One of Obama’s best known policies is his healthcare reform act, often called ‘Obamacare’. The law is officially called the Patient Protection and Affordable Care Act 2010. The aim of the bill is to enable Americans to afford better quality health insurance.

As a part of Obamacare in 2009, the administration signed into law the Biologics Price Competition and Innovation Act. This landmark piece of legislation provides a regulatory approval pathway for biosimilar products, but it was not until this year that the Food and Drug Administration approved the first biosimilar application, for Sandoz’s Zarxio (filgrastim-sndz), a biosimilar version of Amgen’s Neupogen (filgrastim).

In 2014, market intelligence company EvaluatePharma released a report called “World Preview 2014, outlook to 2020”, in which it discussed the impact of future patent expirations in the biological industry. It reported that from 2014 to 2020, “$250 billion of worldwide drug sales are at risk from patent expiries”. The consensus in the report was that biosimilar products will continue to have a “softer landing” post-patent expiry. It also commented that research and development is expected to grow at a “modest” rate of 2.4% a year from 2013 to 2020.

In 2015, the House Judiciary Committee voted to pass the Innovation Act. This bill, which aims to reduce litigation by so-called patent trolls, has yet to be passed by the Senate. Some commentators have criticised the bill by suggesting that it does not clearly distinguish between a patent troll and a genuine inventor and therefore would make it more difficult for individuals and small businesses legitimately to protect their intellectual property. Should this bill be enacted, it would be yet another example of IP-related legislation stemming from the Obama administration.

(Image: Everett Collection / Shutterstock.com)

Name: Stephen Ostroff

Organisation: US Food and Drug Administration

Position: Deputy commissioner for foods and veterinary medicine

Stephen Ostroff works as deputy commissioner for foods and veterinary medicine at the US Food and Drug Administration (FDA). He worked as the FDA’s chief scientist in 2014 and helped lead public health efforts. He graduated from the University of Pennsylvania School of Medicine in 1981 and then completed residencies in internal medicine at the University of Colorado Health Sciences Center.

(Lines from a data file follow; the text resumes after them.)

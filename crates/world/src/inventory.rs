//! Player inventory: 36 slots, a selectable hotbar and an off-hand slot.

use crate::view::{Hand, InventoryView};
use autoplanter_core::{ItemStack, ItemType};

/// Number of slots in player inventory.
pub const INVENTORY_SIZE: usize = 36;

/// Slots `0..HOTBAR_SIZE` form the hotbar.
pub const HOTBAR_SIZE: usize = 9;

/// Player inventory with a selected hotbar slot.
#[derive(Debug, Clone, PartialEq, Eq)]
pub struct PlayerInventory {
    slots: [Option<ItemStack>; INVENTORY_SIZE],
    offhand: Option<ItemStack>,
    selected: usize,
}

impl PlayerInventory {
    /// Create a new empty inventory with hotbar slot 0 selected.
    pub fn new() -> Self {
        Self {
            slots: [None; INVENTORY_SIZE],
            offhand: None,
            selected: 0,
        }
    }

    /// Get an item stack from a slot.
    pub fn get(&self, slot: usize) -> Option<&ItemStack> {
        self.slots.get(slot)?.as_ref()
    }

    /// Set an item stack in a slot. Empty stacks clear the slot.
    pub fn set(&mut self, slot: usize, stack: Option<ItemStack>) -> bool {
        let Some(target) = self.slots.get_mut(slot) else {
            return false;
        };
        *target = stack.filter(|s| !s.is_empty());
        true
    }

    /// Set the off-hand stack.
    pub fn set_offhand(&mut self, stack: Option<ItemStack>) {
        self.offhand = stack.filter(|s| !s.is_empty());
    }

    /// Currently selected hotbar slot.
    pub fn selected_slot(&self) -> usize {
        self.selected
    }

    /// Select a hotbar slot. Out-of-range slots are ignored.
    pub fn select_hotbar(&mut self, slot: usize) -> bool {
        if slot >= HOTBAR_SIZE {
            return false;
        }
        self.selected = slot;
        true
    }

    /// Remove `amount` items from the stack in `hand`, clearing it when empty.
    /// Returns the amount actually removed.
    pub fn shrink(&mut self, hand: Hand, amount: u8) -> u8 {
        let slot = match hand {
            Hand::Main => &mut self.slots[self.selected],
            Hand::Off => &mut self.offhand,
        };
        let Some(stack) = slot else {
            return 0;
        };
        let removed = stack.shrink(amount);
        if stack.is_empty() {
            *slot = None;
        }
        removed
    }

    /// Count the total number of a specific item in the inventory slots.
    pub fn count_item(&self, item: ItemType) -> u32 {
        self.slots
            .iter()
            .flatten()
            .filter(|stack| stack.item == item)
            .map(|stack| stack.count as u32)
            .sum()
    }

    /// Check if the inventory is completely empty.
    pub fn is_empty(&self) -> bool {
        self.offhand.is_none() && self.slots.iter().all(|slot| slot.is_none())
    }
}

impl Default for PlayerInventory {
    fn default() -> Self {
        Self::new()
    }
}

impl InventoryView for PlayerInventory {
    fn item(&self, slot: usize) -> Option<&ItemStack> {
        self.get(slot)
    }

    fn held_item(&self, hand: Hand) -> Option<&ItemStack> {
        match hand {
            Hand::Main => self.slots[self.selected].as_ref(),
            Hand::Off => self.offhand.as_ref(),
        }
    }
}

#[cfg(test)]
mod tests {
    use super::*;
    use autoplanter_core::{FlowerKind, MiscItem};

    fn poppies(count: u8) -> ItemStack {
        ItemStack::new(ItemType::Flower(FlowerKind::Poppy), count)
    }

    #[test]
    fn main_hand_follows_selected_slot() {
        let mut inv = PlayerInventory::new();
        inv.set(0, Some(poppies(3)));
        inv.set(4, Some(ItemStack::new(ItemType::Misc(MiscItem::Stick), 1)));

        assert_eq!(inv.held_item(Hand::Main), Some(&poppies(3)));
        assert!(inv.select_hotbar(4));
        assert_eq!(
            inv.held_item(Hand::Main).map(|s| s.item),
            Some(ItemType::Misc(MiscItem::Stick))
        );
        assert!(!inv.select_hotbar(HOTBAR_SIZE));
        assert_eq!(inv.selected_slot(), 4);
    }

    #[test]
    fn shrink_clears_empty_stacks() {
        let mut inv = PlayerInventory::new();
        inv.set(0, Some(poppies(2)));
        assert_eq!(inv.shrink(Hand::Main, 1), 1);
        assert_eq!(inv.item(0).map(|s| s.count), Some(1));
        assert_eq!(inv.shrink(Hand::Main, 1), 1);
        assert_eq!(inv.item(0), None);
        assert_eq!(inv.shrink(Hand::Main, 1), 0);
        assert!(inv.is_empty());
    }

    #[test]
    fn out_of_range_slots_are_rejected() {
        let mut inv = PlayerInventory::new();
        assert!(!inv.set(INVENTORY_SIZE, Some(poppies(1))));
        assert_eq!(inv.get(INVENTORY_SIZE), None);
        assert!(inv.set(35, Some(poppies(5))));
        assert_eq!(inv.count_item(ItemType::Flower(FlowerKind::Poppy)), 5);
    }

    #[test]
    fn offhand_is_separate_from_slots() {
        let mut inv = PlayerInventory::new();
        inv.set_offhand(Some(poppies(1)));
        assert!(inv.held_item(Hand::Main).is_none());
        assert_eq!(inv.held_item(Hand::Off), Some(&poppies(1)));
        assert_eq!(inv.count_item(ItemType::Flower(FlowerKind::Poppy)), 0);
    }
}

In February 2016, Ostroff wrote an article on the FDA’s blog about Abbreviated New Drug Applications (ANDAs), discussing how the FDA was building a modern review process for generic drugs.

In it he said that the “generic drug sector has been enormously successful”, growing from 40% of drugs dispensed 20 years ago to 88% today. Approximately, $1.68 trillion has been saved because of this between 2005 to 2014, he said.

Ostroff added that the extra resources that the FDA agreed to three years ago in the Generic Drug User Fee Amendments (GDUFA), part of the Food and Drug Administration Safety and Innovation Act, which was passed by Congress in 2012, have helped increase the pace of ANDA approvals. The additional funding has helped the FDA hire and train more than 1,000 employees, develop an updated informatics platform to support the FDA’s review programme and re-organise the generic drug office, he explained.

Over the past few years, the FDA has approved “hundreds” of generics for more than 200 drug products by making “substantial” improvements such as including technical input from external organisations and experts, training review staff and enhancing their computer programmes to “streamline” the process, Ostroff wrote.

The ANDA backlog has also been cleared: in August 2014 there were “more than” 1,100 applications yet to be reviewed, but there is no backlog today, he said.

“All of us at the FDA are extremely proud of what we’ve accomplished in implementing GDUFA. In the first two years of the programme, we substantially enhanced our ANDA review programme. Now we’re cranking it up … More approved generics, if marketed, can further expand patient access to quality and affordable medicines,” he explained.